BRIEF: For each line of the data below, copy it if it holds the word "then".

DATA:
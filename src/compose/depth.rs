use crate::{
    animation::orbit::{BODY_COUNT, OrbitFrame},
    foundation::core::{Affine, Vec2},
    scene::projector::ProjectedSprite,
};

/// Number of shadow intensity variants.
pub const SHADOW_VARIANTS: usize = 4;
/// Unscaled body sprite size.
pub const BODY_SIZE: Vec2 = Vec2::new(64.0, 64.0);
/// Unscaled shadow sprite size.
pub const SHADOW_SIZE: Vec2 = Vec2::new(64.0, 16.0);

const SHADOW_MAX_LIFT: f64 = 26.0;

/// Which sprite image a draw call uses.
#[derive(Clone, Copy, Debug, PartialEq, Eq)]
pub enum SpriteImage {
    /// Shadow variant `0..SHADOW_VARIANTS`, darkest first.
    Shadow(usize),
    /// The body sprite.
    Body,
}

/// One sprite draw: image plus the transform placing it on the frame.
#[derive(Clone, Copy, Debug, PartialEq)]
pub struct DrawCall {
    /// Image to draw.
    pub image: SpriteImage,
    /// Maps image-local pixels to frame pixels.
    pub transform: Affine,
}

/// Sprite indices ordered back to front (descending depth).
///
/// The sort is stable: equal depths keep their slot order.
pub fn depth_order<const N: usize>(sprites: &[ProjectedSprite; N]) -> [usize; N] {
    let mut order: [usize; N] = std::array::from_fn(|i| i);
    order.sort_by(|&a, &b| sprites[b].z.total_cmp(&sprites[a].z));
    order
}

/// Discrete shadow variant for a sprite drawn at scale `w`.
pub fn shadow_bucket(w: f64) -> usize {
    let step = (((w - 0.5) * 10.0) / 2.0).floor();
    (3.0 - step).clamp(0.0, 3.0) as usize
}

/// Upward offset applied to a shadow drawn at scale `w`, in pixels.
pub fn shadow_lift(w: f64) -> f64 {
    (1.0 - w).clamp(0.0, 1.0) * SHADOW_MAX_LIFT
}

/// Draw calls for one frame: every shadow back to front, then every body back to front.
pub fn emit_draw_calls(frame: &OrbitFrame) -> Vec<DrawCall> {
    let order = depth_order(&frame.bodies);
    let mut calls = Vec::with_capacity(2 * BODY_COUNT);

    for &idx in &order {
        let s = frame.shadows[idx];
        calls.push(DrawCall {
            image: SpriteImage::Shadow(shadow_bucket(s.w)),
            transform: placement(s, SHADOW_SIZE, shadow_lift(s.w)),
        });
    }
    for &idx in &order {
        calls.push(DrawCall {
            image: SpriteImage::Body,
            transform: placement(frame.bodies[idx], BODY_SIZE, 0.0),
        });
    }
    calls
}

// Scale first, then offset by the unscaled half size: sprites stay anchored on the nominal size
// whatever `w` is.
fn placement(s: ProjectedSprite, size: Vec2, lift: f64) -> Affine {
    Affine::translate(Vec2::new(s.u - size.x * 0.5, s.v - size.y * 0.5 - lift)) * Affine::scale(s.w)
}

#[cfg(test)]
#[path = "../../tests/unit/compose/depth.rs"]
mod tests;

PROBLEM SOLUTION:
/// Draw calls for one frame: every shadow back to front, then every body back to front.
// Scale first, then offset by the unscaled half size: sprites stay anchored on the nominal size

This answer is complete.